The Court upheld the District Court’s remedy in a 5-4 vote. Brennan, joined by Marshall, Blackmun, and Powell, wrote the plurality opinion. Brennan said that a remedy which takes account of race must be narrowly tailored to serve a compelling government interest. Ridding promotions in state police forces from racial discrimination was such a compelling interest, even if promotion was not the initial focus of the original ruling from 1972. The remedy was also narrowly tailored. It was reasonable response to Alabama’s foot dragging, it only applied until non-discriminatory hiring procedures were developed, it solved the existing trooper imbalance quickly, and it did not require the termination of any white troopers. Given all this, the remedy did not violate the equal protection clause.

Stevens concurred in judgment. Unlike Brennan, he did not feel that the District Court was even required to make its remedies narrowly tailored. Stevens argued that a court should have broad discretion in addressing racial discrimination, and that remedies should stand as long as they were reasonable. Powell joined the plurality in full, and wrote a concurrence. It added little of substance, but it underscored Brennan’s argument that the remedy was narrowly tailored when examined against the facts of the case.

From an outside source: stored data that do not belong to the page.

//! Process-wide plumbing shared by the loop and the binary.

pub(crate) mod logging;
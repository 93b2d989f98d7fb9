use super::gestures::gesture_keys;
use super::keys::{KeyState, RawKeySnapshot, KEY_COUNT, REPEATABLE_BELOW};
use super::staging::KeyStaging;

/// Platform keyboard snapshot provider.
pub trait KeySource: Send {
    fn snapshot(&mut self) -> RawKeySnapshot;
}

/// Pending assistive-technology gesture names.
pub trait GestureSource: Send {
    fn drain_gestures(&mut self) -> Vec<String>;
}

/// Turns raw snapshots into edge-triggered `KeyState`s.
pub struct KeySampler {
    source: Box<dyn KeySource>,
    gestures: Option<Box<dyn GestureSource>>,
    staging: KeyStaging,
}

impl KeySampler {
    pub fn new(source: Box<dyn KeySource>) -> Self {
        Self {
            source,
            gestures: None,
            staging: KeyStaging::new(),
        }
    }

    pub fn with_gestures(mut self, gestures: Box<dyn GestureSource>) -> Self {
        self.gestures = Some(gestures);
        self
    }

    /// Handle producers use to stage a full state for the next sample.
    pub fn staging(&self) -> KeyStaging {
        self.staging.clone()
    }

    /// Sample the next state. A staged state wins over the keyboard and is consumed.
    pub fn sample(&mut self, previous: &KeyState) -> KeyState {
        if let Some(staged) = self.staging.take() {
            return staged;
        }
        let raw = self.source.snapshot();
        let mut synthetic = [false; KEY_COUNT];
        if let Some(gestures) = self.gestures.as_mut() {
            for name in gestures.drain_gestures() {
                for code in gesture_keys(&name) {
                    synthetic[*code as usize] = true;
                }
            }
        }
        derive(previous, &raw, &synthetic)
    }
}

pub(crate) fn derive(
    previous: &KeyState,
    raw: &RawKeySnapshot,
    synthetic: &[bool; KEY_COUNT],
) -> KeyState {
    let mut next = KeyState::new();
    for code in 0..KEY_COUNT {
        let was_down = previous.down[code];
        let fresh = raw.struck[code] || synthetic[code] || (raw.held[code] && !was_down);
        let rearm = !was_down || code < REPEATABLE_BELOW as usize;
        next.down[code] = raw.held[code] || raw.struck[code] || synthetic[code];
        next.pressed[code] = fresh && rearm;
        next.released[code] = !next.down[code] && was_down;
    }
    next
}
//! Command-line parsing and validation helpers.

mod defaults;
#[cfg(test)]
mod tests;
mod validation;

use clap::{ArgAction, Parser};
use std::time::Duration;

pub use defaults::{
    DEFAULT_AGENT_CHANNEL_CAPACITY, DEFAULT_AGENT_CMD, DEFAULT_AGENT_TERMINATE_GRACE_MS,
    DEFAULT_FRAME_RATE, DEFAULT_MAX_FRAME_BUFFER_BYTES, DEFAULT_PROBE_INTERVAL_TICKS,
    DEFAULT_REQUEST_TIMEOUT_MS,
};

use crate::agent::{AgentLaunchSpec, SupervisorConfig};
use crate::runtime::LoopSettings;

/// CLI options for the Elten client loop. Validated values keep the agent subprocess safe.
#[derive(Debug, Parser, Clone)]
#[command(about = "Elten client loop", author, version)]
pub struct AppConfig {
    /// Agent binary (bare command name or absolute path)
    #[arg(long = "agent-cmd", env = "ELTEN_AGENT_CMD", default_value = DEFAULT_AGENT_CMD)]
    pub agent_cmd: String,

    /// Extra arguments passed to the agent (repeatable)
    #[arg(
        long = "agent-arg",
        action = ArgAction::Append,
        value_name = "ARG",
        allow_hyphen_values = true
    )]
    pub agent_args: Vec<String>,

    /// Loop ticks per second
    #[arg(long = "frame-rate", default_value_t = DEFAULT_FRAME_RATE)]
    pub frame_rate: u32,

    /// How long an agent request may stay unanswered (milliseconds)
    #[arg(long = "request-timeout-ms", default_value_t = DEFAULT_REQUEST_TIMEOUT_MS)]
    pub request_timeout_ms: u64,

    /// Agent liveness is probed once every this many ticks
    #[arg(long = "probe-interval-ticks", default_value_t = DEFAULT_PROBE_INTERVAL_TICKS)]
    pub probe_interval_ticks: u64,

    /// Grace period between SIGTERM and SIGKILL when stopping the agent (milliseconds)
    #[arg(
        long = "agent-terminate-grace-ms",
        default_value_t = DEFAULT_AGENT_TERMINATE_GRACE_MS
    )]
    pub agent_terminate_grace_ms: u64,

    /// Max buffered output chunks from the agent before its reader blocks
    #[arg(
        long = "agent-channel-capacity",
        default_value_t = DEFAULT_AGENT_CHANNEL_CAPACITY
    )]
    pub agent_channel_capacity: usize,

    /// Max bytes decoded from the agent channel in one tick
    #[arg(
        long = "max-frame-buffer-bytes",
        default_value_t = DEFAULT_MAX_FRAME_BUFFER_BYTES
    )]
    pub max_frame_buffer_bytes: usize,

    /// Debug behavior: aborting from the rescue menu re-raises the fault
    #[arg(long = "debug", env = "ELTEN_DEBUG", default_value_t = false)]
    pub debug: bool,

    /// Audible cues through the terminal bell
    #[arg(long = "sounds", default_value_t = false)]
    pub sounds: bool,

    /// Skip the startup announcement
    #[arg(long = "silent-start", default_value_t = false)]
    pub silent_start: bool,

    /// Enable file logging (debug)
    #[arg(long = "logs", env = "ELTEN_LOGS", default_value_t = false)]
    pub logs: bool,

    /// Disable all file logging (overrides --logs and log env vars)
    #[arg(long = "no-logs", env = "ELTEN_NO_LOGS", default_value_t = false)]
    pub no_logs: bool,

    /// Allow logging request parameters and agent text (debug log only)
    #[arg(long = "log-content", env = "ELTEN_LOG_CONTENT", default_value_t = false)]
    pub log_content: bool,

    /// Enable verbose timing logs
    #[arg(long)]
    pub log_timings: bool,
}

impl AppConfig {
    /// Target duration of one loop tick.
    pub fn tick_interval(&self) -> Duration {
        Duration::from_secs(1) / self.frame_rate.max(1)
    }

    pub fn request_timeout(&self) -> Duration {
        Duration::from_millis(self.request_timeout_ms)
    }

    /// Snapshot of how the agent subprocess is launched.
    pub fn agent_launch_spec(&self) -> AgentLaunchSpec {
        AgentLaunchSpec {
            command: self.agent_cmd.clone(),
            args: self.agent_args.clone(),
            channel_capacity: self.agent_channel_capacity,
            terminate_grace: Duration::from_millis(self.agent_terminate_grace_ms),
        }
    }

    pub fn supervisor_config(&self) -> SupervisorConfig {
        SupervisorConfig {
            probe_interval_ticks: self.probe_interval_ticks,
        }
    }

    pub fn loop_settings(&self) -> LoopSettings {
        LoopSettings {
            tick_interval: self.tick_interval(),
            request_timeout: self.request_timeout(),
            max_frame_buffer_bytes: self.max_frame_buffer_bytes,
            debug: self.debug,
        }
    }
}
use crate::config::AppConfig;
use std::{
    env, fs,
    io::Write,
    panic,
    path::{Path, PathBuf},
    sync::{
        atomic::{AtomicBool, Ordering},
        Mutex, OnceLock,
    },
    thread,
    time::{SystemTime, UNIX_EPOCH},
};

const LOG_MAX_BYTES: u64 = 5 * 1024 * 1024;
const CRASH_LOG_MAX_BYTES: u64 = 256 * 1024;
static LOG_ENABLED: AtomicBool = AtomicBool::new(false);
static LOG_CONTENT_ENABLED: AtomicBool = AtomicBool::new(false);
static CRASH_LOG_ENABLED: AtomicBool = AtomicBool::new(false);
static LOG_STATE: OnceLock<Mutex<LogState>> = OnceLock::new();

/// Path to the temp loop log. The previous generation is kept next to it as `.1`.
pub fn log_file_path() -> PathBuf {
    env::temp_dir().join("elten_loop.log")
}

/// Path to the crash log file (metadata only).
pub fn crash_log_path() -> PathBuf {
    env::temp_dir().join("elten_loop_crash.log")
}

fn previous_generation(path: &Path) -> PathBuf {
    let mut name = path.as_os_str().to_owned();
    name.push(".1");
    PathBuf::from(name)
}

/// Appends to the loop log and moves a full log aside instead of discarding it,
/// so the lines leading up to a soft reset survive the rotation.
struct LogWriter {
    path: PathBuf,
    file: fs::File,
    max_bytes: u64,
    bytes_written: u64,
}

impl LogWriter {
    fn new(path: PathBuf, max_bytes: u64) -> Option<Self> {
        let existing = fs::metadata(&path).map(|m| m.len()).unwrap_or(0);
        if existing > max_bytes {
            let _ = fs::rename(&path, previous_generation(&path));
        }
        let file = open_append(&path)?;
        let bytes_written = fs::metadata(&path).map(|m| m.len()).unwrap_or(0);
        Some(Self {
            path,
            file,
            max_bytes,
            bytes_written,
        })
    }

    fn rotate_if_needed(&mut self, next_len: usize) {
        if self.bytes_written.saturating_add(next_len as u64) <= self.max_bytes {
            return;
        }
        let _ = self.file.flush();
        if fs::rename(&self.path, previous_generation(&self.path)).is_err() {
            return;
        }
        if let Some(file) = open_append(&self.path) {
            self.file = file;
            self.bytes_written = 0;
        }
    }

    fn write_line(&mut self, line: &str) {
        self.rotate_if_needed(line.len());
        if self.file.write_all(line.as_bytes()).is_ok() {
            self.bytes_written = self.bytes_written.saturating_add(line.len() as u64);
        }
    }
}

fn open_append(path: &Path) -> Option<fs::File> {
    fs::OpenOptions::new()
        .create(true)
        .append(true)
        .open(path)
        .ok()
}

#[derive(Default)]
struct LogState {
    writer: Option<LogWriter>,
}

fn log_state() -> &'static Mutex<LogState> {
    LOG_STATE.get_or_init(|| Mutex::new(LogState::default()))
}

fn unix_seconds() -> u64 {
    SystemTime::now()
        .duration_since(UNIX_EPOCH)
        .unwrap_or_default()
        .as_secs()
}

fn write_line(line: &str) {
    let mut state = log_state()
        .lock()
        .unwrap_or_else(|poisoned| poisoned.into_inner());
    if let Some(writer) = state.writer.as_mut() {
        writer.write_line(line);
    }
}

/// Configure file logging from CLI flags or environment.
pub fn init_logging(config: &AppConfig) {
    let enabled = (config.logs || config.log_timings) && !config.no_logs;
    let content_enabled = enabled && config.log_content;
    LOG_ENABLED.store(enabled, Ordering::Relaxed);
    LOG_CONTENT_ENABLED.store(content_enabled, Ordering::Relaxed);
    CRASH_LOG_ENABLED.store(enabled, Ordering::Relaxed);

    let mut state = log_state()
        .lock()
        .unwrap_or_else(|poisoned| poisoned.into_inner());
    state.writer = if enabled {
        LogWriter::new(log_file_path(), LOG_MAX_BYTES)
    } else {
        None
    };
}

/// Write debug messages to a temp file; the terminal belongs to the screen reader.
pub fn log_debug(msg: &str) {
    if !LOG_ENABLED.load(Ordering::Relaxed) {
        return;
    }
    write_line(&format!("[{}] {msg}\n", unix_seconds()));
}

/// Write logs that may contain user content (request parameters, agent text).
pub fn log_debug_content(msg: &str) {
    if !LOG_CONTENT_ENABLED.load(Ordering::Relaxed) {
        return;
    }
    log_debug(msg);
}

/// Mirror an agent log record into the loop log, stamped with both clocks.
/// Agent text is user content, so this follows the content gate.
pub fn log_agent(level: &str, text: &str, agent_time: Option<f64>) {
    if !LOG_CONTENT_ENABLED.load(Ordering::Relaxed) {
        return;
    }
    write_line(&agent_line(unix_seconds(), level, text, agent_time));
}

fn agent_line(now: u64, level: &str, text: &str, agent_time: Option<f64>) -> String {
    match agent_time {
        Some(time) => format!("[{now}] agent {level} @{time:.3}: {text}\n"),
        None => format!("[{now}] agent {level}: {text}\n"),
    }
}

/// Write a minimal crash log entry, omitting the payload unless content logging is on.
pub fn log_panic(info: &panic::PanicHookInfo<'_>) {
    if !CRASH_LOG_ENABLED.load(Ordering::Relaxed) {
        return;
    }

    let location = info
        .location()
        .map(|loc| format!("{}:{}", loc.file(), loc.line()))
        .unwrap_or_else(|| "unknown".to_string());
    let payload = if LOG_CONTENT_ENABLED.load(Ordering::Relaxed) {
        panic_payload_text(info.payload())
    } else {
        "panic payload omitted (log-content disabled)".to_string()
    };
    let current = thread::current();
    let line = format!(
        "[{}] panic on {} at {location}: {payload} (v{})\n",
        unix_seconds(),
        current.name().unwrap_or("unnamed"),
        env!("CARGO_PKG_VERSION")
    );

    // Crash entries are rare; a full crash log simply starts over.
    let path = crash_log_path();
    let existing = fs::metadata(&path).map(|m| m.len()).unwrap_or(0);
    if existing.saturating_add(line.len() as u64) > CRASH_LOG_MAX_BYTES {
        let _ = fs::remove_file(&path);
    }
    if let Some(mut file) = open_append(&path) {
        let _ = file.write_all(line.as_bytes());
    }
}

/// Best-effort text of a panic payload (`&str` or `String`).
pub(crate) fn panic_payload_text(payload: &(dyn std::any::Any + Send)) -> String {
    if let Some(text) = payload.downcast_ref::<&str>() {
        (*text).to_string()
    } else if let Some(text) = payload.downcast_ref::<String>() {
        text.clone()
    } else {
        "non-string panic payload".to_string()
    }
}

#[cfg(test)]
mod tests {
    use super::*;

    fn scratch_log(tag: &str) -> PathBuf {
        let path = env::temp_dir().join(format!(
            "elten_loop_test_{tag}_{}.log",
            std::process::id()
        ));
        let _ = fs::remove_file(&path);
        let _ = fs::remove_file(previous_generation(&path));
        path
    }

    #[test]
    fn panic_payload_text_reads_str_and_string() {
        let boxed: Box<dyn std::any::Any + Send> = Box::new("boom");
        assert_eq!(panic_payload_text(boxed.as_ref()), "boom");
        let boxed: Box<dyn std::any::Any + Send> = Box::new(String::from("owned"));
        assert_eq!(panic_payload_text(boxed.as_ref()), "owned");
        let boxed: Box<dyn std::any::Any + Send> = Box::new(7u8);
        assert_eq!(panic_payload_text(boxed.as_ref()), "non-string panic payload");
    }

    #[test]
    fn log_paths_live_in_temp_dir() {
        assert!(log_file_path().starts_with(env::temp_dir()));
        assert!(crash_log_path().ends_with("elten_loop_crash.log"));
        assert!(previous_generation(&log_file_path()).ends_with("elten_loop.log.1"));
    }

    #[test]
    fn full_log_moves_to_previous_generation() {
        let path = scratch_log("rotate");
        let mut writer = LogWriter::new(path.clone(), 16).expect("open log");
        writer.write_line("first line\n");
        writer.write_line("second line\n");

        let previous = fs::read_to_string(previous_generation(&path)).expect("rotated log");
        assert_eq!(previous, "first line\n");
        assert_eq!(fs::read_to_string(&path).expect("current log"), "second line\n");

        let _ = fs::remove_file(&path);
        let _ = fs::remove_file(previous_generation(&path));
    }

    #[test]
    fn oversized_log_is_set_aside_on_open() {
        let path = scratch_log("open");
        fs::write(&path, "x".repeat(64)).expect("seed log");
        let writer = LogWriter::new(path.clone(), 32).expect("open log");
        assert_eq!(writer.bytes_written, 0);
        assert_eq!(
            fs::metadata(previous_generation(&path)).map(|m| m.len()).unwrap_or(0),
            64
        );

        let _ = fs::remove_file(&path);
        let _ = fs::remove_file(previous_generation(&path));
    }

    #[test]
    fn agent_lines_carry_both_timestamps() {
        assert_eq!(
            agent_line(10, "warning", "slow", Some(12.5)),
            "[10] agent warning @12.500: slow\n"
        );
        assert_eq!(agent_line(10, "info", "up", None), "[10] agent info: up\n");
    }
}
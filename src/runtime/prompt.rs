//! Blocking prompts. Each one waits by pumping the loop, never by sleeping alone.

use super::engine::LoopCore;
use super::fault::LoopFaultSignal;
use super::scene::Cue;

impl LoopCore {
    /// Announce `text` and wait for Enter, Escape or Space.
    pub fn alert(&mut self, text: &str) -> Result<(), LoopFaultSignal> {
        self.collab.presenter.play(Cue::DialogOpen);
        self.collab.presenter.speak(text);
        loop {
            self.pump()?;
            let keys = &self.ctx.keys;
            if keys.enter() || keys.escape() || keys.space() {
                self.collab.presenter.play(Cue::DialogClose);
                return Ok(());
            }
        }
    }

    /// No/Yes question; Escape answers no.
    pub fn confirm(&mut self, text: &str) -> Result<bool, LoopFaultSignal> {
        Ok(self.choose(&["No", "Yes"], text, true)? == Some(1))
    }

    /// Vertical menu driven by the arrow keys. Returns the chosen index, or
    /// `None` when `escapable` and the user pressed Escape.
    pub fn choose(
        &mut self,
        options: &[&str],
        header: &str,
        escapable: bool,
    ) -> Result<Option<usize>, LoopFaultSignal> {
        if options.is_empty() {
            return Ok(None);
        }
        let mut index = 0usize;
        self.collab
            .presenter
            .speak(&format!("{header}: {}", options[index]));
        loop {
            self.pump()?;
            let keys = &self.ctx.keys;
            let moved = if keys.arrow_down(false) {
                index = (index + 1) % options.len();
                true
            } else if keys.arrow_up(false) {
                index = (index + options.len() - 1) % options.len();
                true
            } else {
                false
            };
            if keys.enter() {
                return Ok(Some(index));
            }
            if escapable && keys.escape() {
                return Ok(None);
            }
            if moved {
                self.collab.presenter.play(Cue::ListFocus);
                self.collab.presenter.speak(options[index]);
            }
        }
    }
}
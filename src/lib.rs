pub mod agent;
mod app;
pub mod config;
pub mod input;
mod lock;
pub mod runtime;
mod telemetry;
pub mod terminal_restore;
#[cfg(test)]
mod test_support;

pub use app::logging::{
    crash_log_path, init_logging, log_agent, log_debug, log_debug_content, log_file_path,
    log_panic,
};
pub(crate) use lock::lock_or_recover;
pub use telemetry::{init_tracing, tracing_log_path};
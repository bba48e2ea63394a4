//! State registry — published entity snapshots and raw workday signals.
//!
//! Observers push [`EntityUpdate`]s here; the HTTP adapter reads from it.
//! External workday signals are also stored here so that observers can take
//! an immutable [`SignalSnapshot`] before every resolver pass. Calendar
//! observers register themselves to answer range queries.

use std::collections::BTreeMap;
use std::sync::Arc;

use tokio::sync::{RwLock, broadcast};

use workshift_domain::entity::{AttributeValue, Entity, EntityState};
use workshift_domain::error::{NotFoundError, ValidationError, WorkshiftError};
use workshift_domain::event::{Event, EventType};
use workshift_domain::id::EntryId;
use workshift_domain::schedule::SignalSnapshot;
use workshift_domain::time::Timestamp;

use crate::observers::{CalendarEvent, CalendarObserver, Observer};
use crate::ports::{EventPublisher, EventSubscriber};

/// Fresh state computed by an observer.
#[derive(Debug, Clone, PartialEq)]
pub struct EntityUpdate {
    pub entity_id: String,
    pub unique_id: String,
    pub friendly_name: String,
    pub state: EntityState,
    pub attributes: BTreeMap<String, AttributeValue>,
    pub at: Timestamp,
}

/// In-memory store of entity snapshots and signal values.
pub struct StateRegistry<EP> {
    entities: RwLock<BTreeMap<String, Entity>>,
    signals: RwLock<BTreeMap<String, String>>,
    calendars: RwLock<BTreeMap<String, Arc<CalendarObserver>>>,
    owners: RwLock<BTreeMap<String, EntryId>>,
    publisher: EP,
}

impl<EP: EventPublisher> StateRegistry<EP> {
    pub fn new(publisher: EP) -> Self {
        Self {
            entities: RwLock::new(BTreeMap::new()),
            signals: RwLock::new(BTreeMap::new()),
            calendars: RwLock::new(BTreeMap::new()),
            owners: RwLock::new(BTreeMap::new()),
            publisher,
        }
    }

    /// Upsert an entity snapshot.
    ///
    /// Emits `state_changed` when the entity is new or its state differs from
    /// the stored one. Attribute-only changes just bump `last_updated`.
    ///
    /// # Errors
    ///
    /// Returns [`WorkshiftError::Validation`] for an empty entity id, or the
    /// publisher's error.
    pub async fn publish(&self, update: EntityUpdate) -> Result<Entity, WorkshiftError> {
        let (entity, previous) = {
            let mut entities = self.entities.write().await;
            match entities.get_mut(&update.entity_id) {
                Some(existing) => {
                    existing.unique_id = update.unique_id;
                    existing.friendly_name = update.friendly_name;
                    let previous = existing.apply(update.state, update.attributes, update.at);
                    let changed = previous.map(Some);
                    (existing.clone(), changed)
                }
                None => {
                    let entity = Entity::builder()
                        .entity_id(update.entity_id)
                        .unique_id(update.unique_id)
                        .friendly_name(update.friendly_name)
                        .state(update.state)
                        .attributes(update.attributes)
                        .timestamp(update.at)
                        .build()?;
                    entities.insert(entity.entity_id.clone(), entity.clone());
                    (entity, Some(None))
                }
            }
        };

        if let Some(from) = previous {
            tracing::debug!(entity_id = %entity.entity_id, state = %entity.state, "state changed");
            let event = Event::new(
                EventType::StateChanged,
                entity.entity_id.clone(),
                serde_json::json!({
                    "from": from,
                    "to": entity.state,
                }),
            );
            self.publisher.publish(event).await?;
        }
        Ok(entity)
    }

    /// Look up one entity.
    ///
    /// # Errors
    ///
    /// Returns [`WorkshiftError::NotFound`] when no entity has that id.
    pub async fn get(&self, entity_id: &str) -> Result<Entity, WorkshiftError> {
        self.entities
            .read()
            .await
            .get(entity_id)
            .cloned()
            .ok_or_else(|| {
                NotFoundError {
                    entity: "Entity",
                    id: entity_id.to_string(),
                }
                .into()
            })
    }

    /// All entities, ordered by id.
    pub async fn list(&self) -> Vec<Entity> {
        self.entities.read().await.values().cloned().collect()
    }

    /// Forget an entity, e.g. when its schedule is torn down.
    pub async fn remove(&self, entity_id: &str) -> Option<Entity> {
        self.entities.write().await.remove(entity_id)
    }

    /// Store the raw value of an external signal and emit `signal_changed`.
    ///
    /// # Errors
    ///
    /// Returns the publisher's error.
    pub async fn set_signal(
        &self,
        signal_id: impl Into<String>,
        raw: impl Into<String>,
    ) -> Result<(), WorkshiftError> {
        let signal_id = signal_id.into();
        let raw = raw.into();
        self.signals
            .write()
            .await
            .insert(signal_id.clone(), raw.clone());
        tracing::debug!(%signal_id, state = %raw, "signal updated");
        let event = Event::new(
            EventType::SignalChanged,
            signal_id,
            serde_json::json!({ "state": raw }),
        );
        self.publisher.publish(event).await
    }

    /// Raw signal values, ordered by id.
    pub async fn signals(&self) -> BTreeMap<String, String> {
        self.signals.read().await.clone()
    }

    /// Immutable copy of the signals for one resolver pass.
    pub async fn signal_snapshot(&self) -> SignalSnapshot {
        self.signals
            .read()
            .await
            .iter()
            .map(|(id, raw)| (id.clone(), raw.clone()))
            .collect()
    }

    /// Reserve entity ids for one schedule entry, all or nothing.
    ///
    /// # Errors
    ///
    /// Returns [`ValidationError::DuplicateName`] naming the first id that is
    /// already held, whoever holds it.
    pub async fn claim(&self, owner: EntryId, entity_ids: &[String]) -> Result<(), WorkshiftError> {
        let mut owners = self.owners.write().await;
        if let Some(taken) = entity_ids.iter().find(|id| owners.contains_key(*id)) {
            return Err(ValidationError::DuplicateName(taken.clone()).into());
        }
        for entity_id in entity_ids {
            owners.insert(entity_id.clone(), owner);
        }
        Ok(())
    }

    /// Give back every id held by `owner`.
    pub async fn release(&self, owner: EntryId) {
        self.owners
            .write()
            .await
            .retain(|_, current| *current != owner);
    }

    /// Make a calendar available to range queries.
    pub async fn register_calendar(&self, calendar: Arc<CalendarObserver>) {
        self.calendars
            .write()
            .await
            .insert(calendar.entity_id().to_string(), calendar);
    }

    pub async fn remove_calendar(&self, entity_id: &str) -> Option<Arc<CalendarObserver>> {
        self.calendars.write().await.remove(entity_id)
    }

    /// Events of one calendar overlapping `[start, end)`, evaluated as of `now`.
    ///
    /// # Errors
    ///
    /// Returns [`ValidationError::InvalidRange`] when `end <= start` and
    /// [`WorkshiftError::NotFound`] for an unknown calendar.
    pub async fn calendar_events(
        &self,
        entity_id: &str,
        start: Timestamp,
        end: Timestamp,
        now: Timestamp,
    ) -> Result<Vec<CalendarEvent>, WorkshiftError> {
        if end <= start {
            return Err(ValidationError::InvalidRange.into());
        }
        let calendar = self
            .calendars
            .read()
            .await
            .get(entity_id)
            .cloned()
            .ok_or_else(|| NotFoundError {
                entity: "Calendar",
                id: entity_id.to_string(),
            })?;
        let snapshot = self.signal_snapshot().await;
        Ok(calendar.events_between(start, end, now, &snapshot))
    }
}

impl<EP: EventSubscriber> StateRegistry<EP> {
    /// Subscribe to the bus this registry publishes on.
    pub fn subscribe(&self) -> broadcast::Receiver<Event> {
        self.publisher.subscribe()
    }
}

O’Connor dissented, and was joined by Rehnquist and Scalia. She felt that the remedy focused too much on speed and percentages, and that there was too little concern about the racial discrimination that the remedy temporarily mandated. She also argued that there were a lot of other less intrusive remedies that the District Court didn’t even bother to stop and consider. White filed a two sentence dissent which contained the unelaborated statement that he agreed with most of O’Connor’s arguments.

From time to time, one comes across power hungry and self-important District judges who impose truly extraordinary remedies in the face of violations which do not merit such raw exercises of judicial fiat. Paradise is a borderline case for me. Like O’Connor, I do think the District Court should have found another remedy in light of the equal protection issues raised by reverse discrimination. Given how long the litigation had run though, the remedy may have been barely within the bounds of discretion. If there’s any lesson to be learned from the tortuous Paradise saga, it’s that it’s best not to discriminate in the first instance.